▸ **Work instructions**:
Please go through the records below and return every line holding the word "names".

▸ **Dataset entries**:
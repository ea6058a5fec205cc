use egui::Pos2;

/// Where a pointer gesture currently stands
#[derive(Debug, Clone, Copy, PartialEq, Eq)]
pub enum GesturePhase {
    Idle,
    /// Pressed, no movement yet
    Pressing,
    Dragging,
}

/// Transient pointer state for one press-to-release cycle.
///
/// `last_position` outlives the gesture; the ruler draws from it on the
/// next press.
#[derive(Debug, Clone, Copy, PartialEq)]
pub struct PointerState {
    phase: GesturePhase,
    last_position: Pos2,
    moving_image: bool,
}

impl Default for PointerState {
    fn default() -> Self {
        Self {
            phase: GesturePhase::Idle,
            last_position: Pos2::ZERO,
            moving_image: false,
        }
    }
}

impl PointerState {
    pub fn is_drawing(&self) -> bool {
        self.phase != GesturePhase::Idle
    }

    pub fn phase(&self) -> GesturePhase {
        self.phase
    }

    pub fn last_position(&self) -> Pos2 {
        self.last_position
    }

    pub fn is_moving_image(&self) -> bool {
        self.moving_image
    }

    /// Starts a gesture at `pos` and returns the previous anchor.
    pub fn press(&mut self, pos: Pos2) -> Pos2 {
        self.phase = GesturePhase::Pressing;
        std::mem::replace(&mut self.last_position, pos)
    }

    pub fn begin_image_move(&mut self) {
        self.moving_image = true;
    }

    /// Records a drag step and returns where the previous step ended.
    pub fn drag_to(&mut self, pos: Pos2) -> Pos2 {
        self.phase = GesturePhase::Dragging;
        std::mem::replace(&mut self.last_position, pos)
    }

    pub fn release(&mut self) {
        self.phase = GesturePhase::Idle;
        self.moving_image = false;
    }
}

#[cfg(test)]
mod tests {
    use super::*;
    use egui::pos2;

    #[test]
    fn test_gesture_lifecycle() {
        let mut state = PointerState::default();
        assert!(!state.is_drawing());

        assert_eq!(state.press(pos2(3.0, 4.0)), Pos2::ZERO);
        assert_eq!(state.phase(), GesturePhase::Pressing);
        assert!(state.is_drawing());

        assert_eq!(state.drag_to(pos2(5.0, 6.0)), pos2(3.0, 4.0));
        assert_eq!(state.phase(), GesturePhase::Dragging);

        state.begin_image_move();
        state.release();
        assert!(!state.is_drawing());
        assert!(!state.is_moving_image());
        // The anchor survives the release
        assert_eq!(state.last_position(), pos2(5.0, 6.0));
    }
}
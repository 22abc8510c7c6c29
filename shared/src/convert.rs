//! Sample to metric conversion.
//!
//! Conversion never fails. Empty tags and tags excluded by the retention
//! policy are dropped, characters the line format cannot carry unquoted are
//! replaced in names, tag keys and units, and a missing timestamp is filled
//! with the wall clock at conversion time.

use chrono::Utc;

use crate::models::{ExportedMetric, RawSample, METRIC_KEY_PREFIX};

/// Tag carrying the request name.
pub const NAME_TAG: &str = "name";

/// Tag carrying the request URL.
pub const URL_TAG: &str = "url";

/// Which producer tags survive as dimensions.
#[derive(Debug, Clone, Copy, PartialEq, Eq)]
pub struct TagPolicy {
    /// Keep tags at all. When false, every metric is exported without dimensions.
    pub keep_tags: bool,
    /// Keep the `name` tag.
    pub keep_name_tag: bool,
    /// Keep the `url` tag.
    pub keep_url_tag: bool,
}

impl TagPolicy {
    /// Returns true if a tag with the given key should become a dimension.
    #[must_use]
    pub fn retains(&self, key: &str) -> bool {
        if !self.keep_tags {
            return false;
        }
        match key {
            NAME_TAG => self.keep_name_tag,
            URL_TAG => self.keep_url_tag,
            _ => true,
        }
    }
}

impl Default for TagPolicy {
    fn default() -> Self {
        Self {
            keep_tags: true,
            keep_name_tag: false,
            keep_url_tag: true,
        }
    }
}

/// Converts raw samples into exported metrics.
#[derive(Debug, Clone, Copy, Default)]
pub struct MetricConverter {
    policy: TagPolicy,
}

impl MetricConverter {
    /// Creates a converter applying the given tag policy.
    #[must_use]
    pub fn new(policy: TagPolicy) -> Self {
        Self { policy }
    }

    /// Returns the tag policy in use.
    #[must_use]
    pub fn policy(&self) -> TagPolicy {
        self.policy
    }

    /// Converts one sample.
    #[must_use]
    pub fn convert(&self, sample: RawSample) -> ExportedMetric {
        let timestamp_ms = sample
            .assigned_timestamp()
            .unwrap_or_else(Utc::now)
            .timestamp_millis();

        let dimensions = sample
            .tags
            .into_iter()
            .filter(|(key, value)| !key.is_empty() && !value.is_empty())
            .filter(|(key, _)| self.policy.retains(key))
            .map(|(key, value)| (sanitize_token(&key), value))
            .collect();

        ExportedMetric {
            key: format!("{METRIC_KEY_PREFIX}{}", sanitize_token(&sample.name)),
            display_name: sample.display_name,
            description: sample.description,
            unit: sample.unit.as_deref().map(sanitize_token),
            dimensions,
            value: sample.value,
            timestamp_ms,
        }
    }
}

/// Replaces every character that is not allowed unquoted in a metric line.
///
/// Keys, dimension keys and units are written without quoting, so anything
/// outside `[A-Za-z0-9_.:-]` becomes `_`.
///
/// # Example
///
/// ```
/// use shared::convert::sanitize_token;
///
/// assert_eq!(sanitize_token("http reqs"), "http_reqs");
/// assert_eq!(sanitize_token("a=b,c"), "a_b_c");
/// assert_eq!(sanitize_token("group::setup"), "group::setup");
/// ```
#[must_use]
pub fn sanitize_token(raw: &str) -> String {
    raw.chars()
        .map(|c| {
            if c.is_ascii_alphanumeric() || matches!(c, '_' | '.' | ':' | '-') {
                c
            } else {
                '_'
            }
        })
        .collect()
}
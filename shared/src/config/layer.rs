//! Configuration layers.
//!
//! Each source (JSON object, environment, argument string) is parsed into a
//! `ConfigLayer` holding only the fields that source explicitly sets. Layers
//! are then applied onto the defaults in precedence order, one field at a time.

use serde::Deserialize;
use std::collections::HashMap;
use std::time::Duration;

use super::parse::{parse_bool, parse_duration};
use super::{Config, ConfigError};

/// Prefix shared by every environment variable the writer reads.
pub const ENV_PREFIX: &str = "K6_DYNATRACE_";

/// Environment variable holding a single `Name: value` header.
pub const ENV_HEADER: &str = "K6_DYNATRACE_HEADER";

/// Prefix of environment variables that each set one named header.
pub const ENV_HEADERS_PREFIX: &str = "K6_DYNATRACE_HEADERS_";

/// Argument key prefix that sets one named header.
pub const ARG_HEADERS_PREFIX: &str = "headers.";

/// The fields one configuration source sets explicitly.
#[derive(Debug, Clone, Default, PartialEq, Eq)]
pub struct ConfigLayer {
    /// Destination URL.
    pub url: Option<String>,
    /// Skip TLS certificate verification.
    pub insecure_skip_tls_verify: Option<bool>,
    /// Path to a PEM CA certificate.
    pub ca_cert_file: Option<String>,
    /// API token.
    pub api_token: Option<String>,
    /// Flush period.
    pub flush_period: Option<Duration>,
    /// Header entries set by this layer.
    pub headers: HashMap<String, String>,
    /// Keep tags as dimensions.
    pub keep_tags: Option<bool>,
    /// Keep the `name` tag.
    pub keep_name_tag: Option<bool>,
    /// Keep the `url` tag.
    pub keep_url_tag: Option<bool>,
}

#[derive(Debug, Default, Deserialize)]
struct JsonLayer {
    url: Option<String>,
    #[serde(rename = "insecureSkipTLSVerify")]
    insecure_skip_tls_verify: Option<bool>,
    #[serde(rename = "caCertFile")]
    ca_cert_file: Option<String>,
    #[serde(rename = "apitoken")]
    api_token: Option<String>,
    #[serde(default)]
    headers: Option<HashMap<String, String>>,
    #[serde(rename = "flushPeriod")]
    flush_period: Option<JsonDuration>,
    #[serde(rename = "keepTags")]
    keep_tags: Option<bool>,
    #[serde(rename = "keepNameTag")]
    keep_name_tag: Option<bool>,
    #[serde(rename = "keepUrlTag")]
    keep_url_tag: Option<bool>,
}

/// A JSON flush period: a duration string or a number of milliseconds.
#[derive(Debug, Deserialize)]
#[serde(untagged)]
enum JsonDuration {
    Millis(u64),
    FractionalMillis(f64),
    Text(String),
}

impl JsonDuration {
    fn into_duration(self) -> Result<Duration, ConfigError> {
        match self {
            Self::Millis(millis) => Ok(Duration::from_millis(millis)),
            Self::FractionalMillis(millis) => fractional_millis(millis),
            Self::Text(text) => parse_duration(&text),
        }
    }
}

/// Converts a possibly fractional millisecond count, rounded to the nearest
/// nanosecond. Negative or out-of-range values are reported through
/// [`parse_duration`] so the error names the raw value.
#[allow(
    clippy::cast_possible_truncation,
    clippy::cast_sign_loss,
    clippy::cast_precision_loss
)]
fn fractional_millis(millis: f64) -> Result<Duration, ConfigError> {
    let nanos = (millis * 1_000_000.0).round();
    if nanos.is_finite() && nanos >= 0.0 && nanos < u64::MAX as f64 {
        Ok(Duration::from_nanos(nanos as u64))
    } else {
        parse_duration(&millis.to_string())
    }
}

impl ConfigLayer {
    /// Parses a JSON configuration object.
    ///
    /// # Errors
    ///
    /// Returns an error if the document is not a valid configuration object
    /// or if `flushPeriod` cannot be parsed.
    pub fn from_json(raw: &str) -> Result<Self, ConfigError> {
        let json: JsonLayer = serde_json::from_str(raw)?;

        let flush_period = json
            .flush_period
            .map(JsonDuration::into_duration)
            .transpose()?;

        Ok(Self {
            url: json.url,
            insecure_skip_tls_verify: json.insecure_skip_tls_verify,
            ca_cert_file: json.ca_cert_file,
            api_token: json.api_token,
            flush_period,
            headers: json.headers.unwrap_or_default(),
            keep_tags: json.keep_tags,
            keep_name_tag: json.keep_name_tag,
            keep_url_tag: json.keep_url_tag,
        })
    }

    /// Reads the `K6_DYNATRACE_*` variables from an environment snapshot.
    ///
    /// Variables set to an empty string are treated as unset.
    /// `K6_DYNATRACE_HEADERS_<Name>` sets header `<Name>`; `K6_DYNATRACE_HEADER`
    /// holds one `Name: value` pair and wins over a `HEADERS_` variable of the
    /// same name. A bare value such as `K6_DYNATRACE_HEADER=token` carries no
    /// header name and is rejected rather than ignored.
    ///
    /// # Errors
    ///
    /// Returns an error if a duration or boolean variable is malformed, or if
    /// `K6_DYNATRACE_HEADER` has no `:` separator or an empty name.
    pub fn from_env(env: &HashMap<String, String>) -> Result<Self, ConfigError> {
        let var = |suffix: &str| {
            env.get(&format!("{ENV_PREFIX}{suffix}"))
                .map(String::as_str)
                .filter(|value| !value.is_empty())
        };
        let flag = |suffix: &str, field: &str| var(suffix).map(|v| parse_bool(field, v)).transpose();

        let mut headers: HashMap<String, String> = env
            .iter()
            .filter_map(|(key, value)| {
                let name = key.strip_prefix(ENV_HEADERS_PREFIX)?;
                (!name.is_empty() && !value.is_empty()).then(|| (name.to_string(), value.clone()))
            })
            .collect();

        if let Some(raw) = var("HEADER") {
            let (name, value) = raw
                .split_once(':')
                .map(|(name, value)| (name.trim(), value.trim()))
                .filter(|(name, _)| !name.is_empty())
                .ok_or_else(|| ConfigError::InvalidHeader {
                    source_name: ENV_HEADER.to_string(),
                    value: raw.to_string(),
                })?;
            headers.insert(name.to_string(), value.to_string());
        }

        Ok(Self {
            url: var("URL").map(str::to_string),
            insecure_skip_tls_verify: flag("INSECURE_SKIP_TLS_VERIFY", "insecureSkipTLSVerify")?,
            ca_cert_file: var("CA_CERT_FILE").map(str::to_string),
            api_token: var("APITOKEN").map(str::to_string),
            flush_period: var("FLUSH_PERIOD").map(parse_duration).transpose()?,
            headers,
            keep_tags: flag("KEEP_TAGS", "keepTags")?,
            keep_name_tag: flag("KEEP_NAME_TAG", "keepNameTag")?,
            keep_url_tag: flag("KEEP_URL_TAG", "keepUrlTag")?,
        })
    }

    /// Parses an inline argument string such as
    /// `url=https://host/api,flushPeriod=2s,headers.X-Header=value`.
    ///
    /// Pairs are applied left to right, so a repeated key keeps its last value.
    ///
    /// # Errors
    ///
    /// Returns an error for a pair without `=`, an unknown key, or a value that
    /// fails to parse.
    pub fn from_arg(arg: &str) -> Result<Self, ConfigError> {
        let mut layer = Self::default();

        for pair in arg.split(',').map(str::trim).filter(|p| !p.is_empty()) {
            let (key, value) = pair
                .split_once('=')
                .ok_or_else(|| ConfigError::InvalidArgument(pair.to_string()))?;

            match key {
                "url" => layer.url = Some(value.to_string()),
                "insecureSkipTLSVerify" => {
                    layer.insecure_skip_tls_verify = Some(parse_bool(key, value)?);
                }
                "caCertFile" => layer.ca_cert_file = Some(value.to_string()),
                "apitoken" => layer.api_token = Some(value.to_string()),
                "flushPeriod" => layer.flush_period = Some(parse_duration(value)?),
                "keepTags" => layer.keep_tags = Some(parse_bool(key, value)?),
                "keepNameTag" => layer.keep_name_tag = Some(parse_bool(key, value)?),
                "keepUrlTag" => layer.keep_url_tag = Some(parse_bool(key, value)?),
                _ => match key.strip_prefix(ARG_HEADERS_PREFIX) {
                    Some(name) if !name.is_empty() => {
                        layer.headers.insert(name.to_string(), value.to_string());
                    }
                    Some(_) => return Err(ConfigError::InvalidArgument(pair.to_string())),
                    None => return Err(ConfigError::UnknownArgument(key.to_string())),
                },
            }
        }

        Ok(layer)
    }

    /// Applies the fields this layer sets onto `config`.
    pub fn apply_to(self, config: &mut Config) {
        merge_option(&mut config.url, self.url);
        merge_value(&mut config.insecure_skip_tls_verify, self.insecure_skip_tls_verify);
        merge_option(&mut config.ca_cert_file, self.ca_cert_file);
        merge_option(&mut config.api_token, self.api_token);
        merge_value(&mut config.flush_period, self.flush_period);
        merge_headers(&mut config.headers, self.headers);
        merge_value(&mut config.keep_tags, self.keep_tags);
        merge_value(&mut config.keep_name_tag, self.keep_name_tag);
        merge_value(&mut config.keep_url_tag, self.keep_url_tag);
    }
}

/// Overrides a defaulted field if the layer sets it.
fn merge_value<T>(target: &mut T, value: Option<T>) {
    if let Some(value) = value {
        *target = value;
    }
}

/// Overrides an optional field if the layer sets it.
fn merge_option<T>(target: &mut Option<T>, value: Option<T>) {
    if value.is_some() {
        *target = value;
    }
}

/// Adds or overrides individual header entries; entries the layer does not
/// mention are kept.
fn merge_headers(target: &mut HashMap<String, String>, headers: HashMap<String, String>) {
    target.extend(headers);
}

▸ **Response to the exercise**:
//! replaced in names, tag keys and units, and a missing timestamp is filled
/// [`parse_duration`] so the error names the raw value.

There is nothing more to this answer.